WHAT TO WORK ON - Transcribe the records below exactly.

[[ DATA SECTION, beginning ]]

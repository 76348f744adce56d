// server/src/web/handlers/chat_handlers.rs

use actix_web::{web, HttpResponse};
use serde::Deserialize;
use serde_json::json;
use tracing::instrument;

use crate::errors::AppError;
use crate::state::AppState;

#[derive(Deserialize, Debug)]
pub struct ChatRequestPayload {
  pub text: Option<String>,
}

#[instrument(name = "handler::chat", skip(app_state, req_payload))]
pub async fn chat_handler(
  app_state: web::Data<AppState>,
  req_payload: web::Json<ChatRequestPayload>,
) -> Result<HttpResponse, AppError> {
  let text = req_payload.text.as_deref().unwrap_or_default();
  let reply = app_state.chat_client.relay(text).await?;
  Ok(HttpResponse::Ok().json(json!({ "reply": reply })))
}
// server/src/models/product.rs

use super::Price;
use chrono::{DateTime, Utc};
use serde::Serialize;
use sqlx::FromRow;

#[derive(Debug, Clone, Serialize, FromRow)]
#[serde(rename_all = "camelCase")]
pub struct Product {
  pub id: i64,
  pub name: String,
  pub description: Option<String>,
  #[sqlx(rename = "price_cents")]
  pub price: Price,
  pub image_url: String,
  pub category: Option<String>,
  pub created_at: DateTime<Utc>,
}

/// A catalog row annotated with whether the requesting user already has it in their cart.
#[derive(Debug, Clone, Serialize, FromRow)]
#[serde(rename_all = "camelCase")]
pub struct CatalogEntry {
  #[sqlx(flatten)]
  #[serde(flatten)]
  pub product: Product,
  pub in_cart: bool,
}

/// Insert form of a product. Ids are fixed by the catalog, not assigned by the store.
#[derive(Debug, Clone)]
pub struct NewProduct {
  pub id: i64,
  pub name: String,
  pub description: Option<String>,
  pub price: Price,
  pub image_url: String,
  pub category: Option<String>,
}
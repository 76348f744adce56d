// server/src/web/handlers/product_handlers.rs

use actix_web::{web, HttpResponse};
use serde::Deserialize;
use tracing::{info, instrument};

use crate::errors::AppError;
use crate::services::catalog_service;
use crate::state::AppState;
use crate::web::AuthenticatedUser;

#[derive(Deserialize, Debug)]
pub struct ListProductsQuery {
  pub q: Option<String>,
}

#[instrument(name = "handler::list_products", skip(app_state, query_params))]
pub async fn list_products_handler(
  app_state: web::Data<AppState>,
  query_params: web::Query<ListProductsQuery>,
) -> Result<HttpResponse, AppError> {
  let products = match query_params.q.as_deref() {
    Some(q) => catalog_service::search_products(&app_state.db_pool, q).await?,
    None => catalog_service::list_products(&app_state.db_pool).await?,
  };

  Ok(HttpResponse::Ok().json(products))
}

#[instrument(name = "handler::get_product", skip(app_state, path), fields(product_id = %path.as_ref()))]
pub async fn get_product_handler(
  app_state: web::Data<AppState>,
  path: web::Path<i64>,
) -> Result<HttpResponse, AppError> {
  let product_id = path.into_inner();
  let product = catalog_service::get_product(&app_state.db_pool, product_id).await?;
  info!("Product {} fetched successfully.", product_id);
  Ok(HttpResponse::Ok().json(product))
}

/// Catalog view for the storefront: anonymous callers get every product with `inCart: false`.
#[instrument(name = "handler::catalog", skip(app_state, auth_user))]
pub async fn catalog_handler(
  app_state: web::Data<AppState>,
  auth_user: Option<AuthenticatedUser>,
) -> Result<HttpResponse, AppError> {
  let identity = auth_user.as_ref().map(|user| &user.identity);
  let entries = catalog_service::list_products_for_user(&app_state.db_pool, identity).await?;
  Ok(HttpResponse::Ok().json(entries))
}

[[ DATA SECTION, end ]]

OUTPUT OF THE TASK -
repository 76348f744adce56d
// server/src/web/handlers/chat_handlers.rs

use actix_web::{web, HttpResponse};
use serde::Deserialize;
use serde_json::json;
use tracing::instrument;

use crate::errors::AppError;
use crate::state::AppState;

#[derive(Deserialize, Debug)]
pub struct ChatRequestPayload {
  pub text: Option<String>,
}

#[instrument(name = "handler::chat", skip(app_state, req_payload))]
pub async fn chat_handler(
  app_state: web::Data<AppState>,
  req_payload: web::Json<ChatRequestPayload>,
) -> Result<HttpResponse, AppError> {
  let text = req_payload.text.as_deref().unwrap_or_default();
  let reply = app_state.chat_client.relay(text).await?;
  Ok(HttpResponse::Ok().json(json!({ "reply": reply })))
}
// server/src/models/product.rs

use super::Price;
use chrono::{DateTime, Utc};
use serde::Serialize;
use sqlx::FromRow;

#[derive(Debug, Clone, Serialize, FromRow)]
#[serde(rename_all = "camelCase")]
pub struct Product {
  pub id: i64,
  pub name: String,
  pub description: Option<String>,
  #[sqlx(rename = "price_cents")]
  pub price: Price,
  pub image_url: String,
  pub category: Option<String>,
  pub created_at: DateTime<Utc>,
}

/// A catalog row annotated with whether the requesting user already has it in their cart.
#[derive(Debug, Clone, Serialize, FromRow)]
#[serde(rename_all = "camelCase")]
pub struct CatalogEntry {
  #[sqlx(flatten)]
  #[serde(flatten)]
  pub product: Product,
  pub in_cart: bool,
}

/// Insert form of a product. Ids are fixed by the catalog, not assigned by the store.
#[derive(Debug, Clone)]
pub struct NewProduct {
  pub id: i64,
  pub name: String,
  pub description: Option<String>,
  pub price: Price,
  pub image_url: String,
  pub category: Option<String>,
}
repository 76348f744adce56d
// server/src/web/handlers/product_handlers.rs

use actix_web::{web, HttpResponse};
use serde::Deserialize;
use tracing::{info, instrument};

use crate::errors::AppError;
use crate::services::catalog_service;
use crate::state::AppState;
use crate::web::AuthenticatedUser;

#[derive(Deserialize, Debug)]
pub struct ListProductsQuery {
  pub q: Option<String>,
}

#[instrument(name = "handler::list_products", skip(app_state, query_params))]
pub async fn list_products_handler(
  app_state: web::Data<AppState>,
  query_params: web::Query<ListProductsQuery>,
) -> Result<HttpResponse, AppError> {
  let products = match query_params.q.as_deref() {
    Some(q) => catalog_service::search_products(&app_state.db_pool, q).await?,
    None => catalog_service::list_products(&app_state.db_pool).await?,
  };

  Ok(HttpResponse::Ok().json(products))
}

#[instrument(name = "handler::get_product", skip(app_state, path), fields(product_id = %path.as_ref()))]
pub async fn get_product_handler(
  app_state: web::Data<AppState>,
  path: web::Path<i64>,
) -> Result<HttpResponse, AppError> {
  let product_id = path.into_inner();
  let product = catalog_service::get_product(&app_state.db_pool, product_id).await?;
  info!("Product {} fetched successfully.", product_id);
  Ok(HttpResponse::Ok().json(product))
}

/// Catalog view for the storefront: anonymous callers get every product with `inCart: false`.
#[instrument(name = "handler::catalog", skip(app_state, auth_user))]
pub async fn catalog_handler(
  app_state: web::Data<AppState>,
  auth_user: Option<AuthenticatedUser>,
) -> Result<HttpResponse, AppError> {
  let identity = auth_user.as_ref().map(|user| &user.identity);
  let entries = catalog_service::list_products_for_user(&app_state.db_pool, identity).await?;
  Ok(HttpResponse::Ok().json(entries))
}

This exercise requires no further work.